Collectively, these reforms have allowed medical institutions to more readily adopt telemedicine services. However, currently the legal framework only accounts for physical medical institutions in mainland China, and no legal framework exists for internet-based cross-border medical activities provided by foreign medical institutions from overseas to Chinese domestic patients.

Below we highlight some of the new regulations released by the central government to allow telemedicine to grow to scale, adding new opportunities for existing and new healthcare market players.

China’s digital healthcare outlook 

Prior to the COVID-19 outbreak, China’s digital healthcare market was already posited to reach RMB 23.5 billion (US$3.29 billion) by 2020. However, the outbreak has caused a massive acceleration in the use of telehealth services – prompting healthcare providers, patients, and insurers to adopt telehealth tools much more readily than before.

One of the major tipping points to facilitate the rise of digital healthcare is the shift in consumer attitudes towards online platforms.

According to a survey conducted by Bain & Company, Chinese patients are much more open and indeed expectant of higher uses of digital health services within the next five years.

While this applies to telemedicine, which recorded an exponential growth of more than 164 percent, there is also now a higher acceptance of digitalization of healthcare services across the board including: online long-term illness management, digital records, on-demand services, and health/life insurance apps.

The collection of health data in a centralized and organized manner, made possible by a more coordinated regulatory approach, is also making it easier for more businesses to adopt to a digital delivery across a whole range of healthcare services.

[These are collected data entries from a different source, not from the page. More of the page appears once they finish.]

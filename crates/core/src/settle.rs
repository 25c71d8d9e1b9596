//! The settlement calculator — from receipt + assignments to a per-person
//! breakdown.
//!
//! Pure and validation-free: inputs are treated as possibly inconsistent
//! (negative prices, surplus assignees, totals that don't add up) because
//! correctness of the extracted data is the extractor's concern, not ours.

use indexmap::IndexMap;
use serde::{Deserialize, Serialize};

use crate::assignment::Assignments;
use crate::receipt::{ReceiptData, ReceiptItem};

/// One person's share of the bill. Derived, recomputed on every call,
/// never stored.
#[derive(Debug, Clone, PartialEq, Serialize, Deserialize)]
pub struct PersonTotal {
    pub name: String,

    /// Sum of this person's equal shares of their items
    pub subtotal: f64,

    /// Tax, proportional to subtotal share
    pub tax: f64,

    /// Tip, proportional to subtotal share
    pub tip: f64,

    pub total: f64,

    /// Every item this person is on. A shared item appears in each
    /// assignee's list, so display layers must not re-sum `item.price`
    /// per person — the equal share is already folded into `subtotal`.
    pub items: Vec<ReceiptItem>,
}

/// The computed breakdown for the whole bill.
#[derive(Debug, Clone, PartialEq, Serialize, Deserialize)]
pub struct Settlement {
    /// Per-person breakdowns, in first-seen order
    pub people: Vec<PersonTotal>,

    /// Items nobody is assigned to, in receipt order
    pub unassigned: Vec<ReceiptItem>,

    /// Sum of per-person subtotals. With unassigned items this is below the
    /// receipt's declared subtotal; surfaced rather than corrected.
    pub assigned_subtotal: f64,

    /// Sum of per-person totals, for "Assigned" vs "Receipt Total" rows
    pub assigned_total: f64,
}

/// Compute the per-person breakdown.
///
/// Shared items split equally among their assignees (`price / n`; `price`
/// is the full line price, so `quantity` plays no part). Tax and tip are
/// then distributed proportionally to each person's share of the receipt's
/// *declared* subtotal — not the assigned sum — so partial assignment
/// legitimately settles below the receipt total. A zero declared subtotal
/// degenerates to zero tax and tip for everyone; intentional, not a bug.
pub fn settle(receipt: &ReceiptData, assignments: &Assignments) -> Settlement {
    let mut people: IndexMap<String, PersonTotal> = IndexMap::new();
    let mut unassigned = Vec::new();

    for item in &receipt.items {
        let assignees = assignments
            .assignees(&item.id)
            .filter(|set| !set.is_empty());

        let Some(assignees) = assignees else {
            unassigned.push(item.clone());
            continue;
        };

        let share = item.price / assignees.len() as f64;
        for name in assignees {
            let person = people
                .entry(name.clone())
                .or_insert_with(|| PersonTotal {
                    name: name.clone(),
                    subtotal: 0.0,
                    tax: 0.0,
                    tip: 0.0,
                    total: 0.0,
                    items: Vec::new(),
                });
            person.subtotal += share;
            person.items.push(item.clone());
        }
    }

    let assigned_subtotal: f64 = people.values().map(|p| p.subtotal).sum();

    for person in people.values_mut() {
        let ratio = if receipt.subtotal > 0.0 {
            person.subtotal / receipt.subtotal
        } else {
            0.0
        };
        person.tax = receipt.tax * ratio;
        person.tip = receipt.tip * ratio;
        person.total = person.subtotal + person.tax + person.tip;
    }

    let assigned_total = people.values().map(|p| p.total).sum();

    Settlement {
        people: people.into_values().collect(),
        unassigned,
        assigned_subtotal,
        assigned_total,
    }
}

As such, new opportunities exist particularly for digital companies that wish to solidify their position in the Chinese market. Equally, medical technology (MedTech) companies and software as a service (SaaS) businesses, are well-positioned to partner with offline healthcare providers to transition into more innovative business-to-consumer (B2C) healthcare delivery models to provide a more holistic and comprehensive care.

Digitized health services are still at a relatively early stage of development but represent one of the largest potential areas of growth in the healthcare sector. With the coming adoption of 5G and the Internet of Things (IoT), support for digitized healthcare and telemedicine will continue to be a point of emphasis for government planners in the coming years.